Urotensin II increases foam cell formation by repressing ABCA1 expression through the ERK/NF-κB pathway in THP-1 macrophages

Objective

Foam cell formation in the arterial wall plays a key role in the development of atherosclerosis. Recent studies showed that Urotensin II (U II) is involved in the pathogenesis of atherosclerosis. Here we examined the effects of human U II on ATP-binding cassette transporter A1 (ABCA1) expression and the underlying mechanism in THP-1 macrophages.

Methods and results

Cultured THP-1 macrophages were treated with U II, followed by measuring the intracellular lipid contents, cholesterol efflux and ABCA1 levels. The results showed that U II dramatically decreased ABCA1 levels and impaired cholesterol efflux.
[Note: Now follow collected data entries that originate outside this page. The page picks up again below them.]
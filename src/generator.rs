use crate::color_utils::{contrast_ratio, normalize_color_input, ContrastRating, HexColor};
use crate::config::Configuration;
use crate::environment::Environment;
use crate::live_input::LiveInput;
use crate::models::{GeneratorView, ShadeRow};
use crate::shades::{derive_palette, PaletteEntry, ShadeRole, ShadeTable};
use crate::stylesheet;
use std::str::FromStr;
use thiserror::Error;
use tracing::debug;

#[derive(Debug, Clone, Copy, PartialEq, Eq, Error)]
pub enum GeneratorError {
    #[error("the {0} shade is the base color and cannot be adjusted")]
    NotEditable(ShadeRole),
}

#[derive(Debug, Clone, Copy, PartialEq, Eq)]
pub enum BackgroundScope {
    Light,
    Dark,
}

impl FromStr for BackgroundScope {
    type Err = ();

    fn from_str(s: &str) -> Result<Self, Self::Err> {
        match s {
            "light" => Ok(BackgroundScope::Light),
            "dark" => Ok(BackgroundScope::Dark),
            _ => Err(()),
        }
    }
}

/// One running Color Generator widget.
///
/// Every edit that changes what the page should show re-runs [`Self::sync`],
/// which pushes the derived palette and active background to the environment
/// and persists the configuration.
pub struct ColorGenerator<E> {
    base: LiveInput<HexColor>,
    light_background: HexColor,
    dark_background: HexColor,
    shades: ShadeTable,
    dark_theme: bool,
    env: E,
}

impl<E: Environment> ColorGenerator<E> {
    /// Start from persisted text (defaults when absent or malformed) and
    /// apply the initial state once.
    pub fn load(env: E, stored: Option<&str>, dark_theme: bool) -> Self {
        let config = Configuration::from_stored(stored);
        let mut generator = Self {
            base: LiveInput::new(config.base_color, config.base_color.to_hex()),
            light_background: config.light_background,
            dark_background: config.dark_background,
            shades: config.shades,
            dark_theme,
            env,
        };
        generator.sync();
        generator
    }

    pub fn configuration(&self) -> Configuration {
        Configuration {
            base_color: *self.base.value(),
            light_background: self.light_background,
            dark_background: self.dark_background,
            shades: self.shades.clone(),
        }
    }

    pub fn base_color(&self) -> HexColor {
        *self.base.value()
    }

    pub fn base_color_input(&self) -> &str {
        self.base.text()
    }

    #[cfg(test)]
    pub fn env(&self) -> &E {
        &self.env
    }

    /// Entries in display order.
    pub fn palette(&self) -> Vec<PaletteEntry> {
        derive_palette(*self.base.value(), &self.shades)
    }

    pub fn stylesheet(&self) -> String {
        stylesheet::generate(&self.configuration(), &self.palette())
    }

    /// Returns whether the text was a color. Invalid text is still shown but
    /// leaves the active base color, and everything derived from it, alone.
    pub fn set_base_color_input(&mut self, text: &str) -> bool {
        let text = normalize_color_input(text);
        let accepted = self.base.edit(text, str::parse::<HexColor>);
        if accepted {
            debug!("Base color set to {}", self.base.value());
            self.sync();
        } else {
            debug!("Ignoring base color input {:?}", self.base.text());
        }
        accepted
    }

    /// Returns whether the text parsed. The raw text is kept either way, and
    /// is persisted along with the rest of the table.
    pub fn set_adjustment_input(
        &mut self,
        role: ShadeRole,
        text: &str,
    ) -> Result<bool, GeneratorError> {
        if !role.is_editable() {
            return Err(GeneratorError::NotEditable(role));
        }
        let accepted = self.shades.edit_adjustment(role, text);
        debug!(
            "Adjustment for {} is now {} ({:?})",
            role,
            self.shades.get(role).adjustment(),
            text
        );
        self.sync();
        Ok(accepted)
    }

    pub fn set_background(&mut self, scope: BackgroundScope, text: &str) -> bool {
        let Ok(color) = normalize_color_input(text).parse::<HexColor>() else {
            debug!("Ignoring {:?} background input {:?}", scope, text);
            return false;
        };
        match scope {
            BackgroundScope::Light => self.light_background = color,
            BackgroundScope::Dark => self.dark_background = color,
        }
        self.sync();
        true
    }

    pub fn set_dark_theme(&mut self, dark: bool) {
        if self.dark_theme != dark {
            self.dark_theme = dark;
            self.sync();
        }
    }

    /// Background for the theme the page is currently showing.
    pub fn active_background(&self) -> HexColor {
        if self.dark_theme {
            self.dark_background
        } else {
            self.light_background
        }
    }

    fn sync(&mut self) {
        for entry in self.palette() {
            self.env.apply_live_style(entry.role, entry.color);
        }
        self.env.apply_background(self.active_background());
        let config = self.configuration();
        self.env.persist(&config);
    }

    pub fn view(&self) -> GeneratorView {
        let palette = self.palette();
        let shades = palette
            .iter()
            .map(|entry| {
                let light_contrast = contrast_ratio(entry.color, self.light_background);
                let dark_contrast = contrast_ratio(entry.color, self.dark_background);
                ShadeRow {
                    role: entry.role.slug().to_string(),
                    variable: entry.role.variable_name().to_string(),
                    hex: entry.hex(),
                    adjustment: entry.spec.adjustment(),
                    adjustment_input: entry.spec.adjustment_input().to_string(),
                    editable: entry.role.is_editable(),
                    light_contrast,
                    light_rating: ContrastRating::from_ratio(light_contrast),
                    dark_contrast,
                    dark_rating: ContrastRating::from_ratio(dark_contrast),
                }
            })
            .collect();

        GeneratorView {
            base_color_input: self.base.text().to_string(),
            base_color: self.base.value().to_hex(),
            light_background: self.light_background.to_hex(),
            dark_background: self.dark_background.to_hex(),
            dark_theme: self.dark_theme,
            shades,
            stylesheet: stylesheet::generate(&self.configuration(), &palette),
        }
    }
}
However, the effects of U II on ABCA1 protein expression and cellular cholesterol efflux were partially reversed by inhibition of extracellular signal regulated kinase 1/2 (ERK1/2) and nuclear factor kappa B (NF-κB) activity, suggesting the potential roles of ERK1/2 and NF-κB in ABCA1 expression, respectively.

Conclusion

Our current data indicate that U II may have promoting effects on the progression of atherosclerosis, likely through suppressing ABCA1 expression via activation of the ERK/NF-κB pathway and reducing cholesterol efflux to promote macrophage foam cell formation.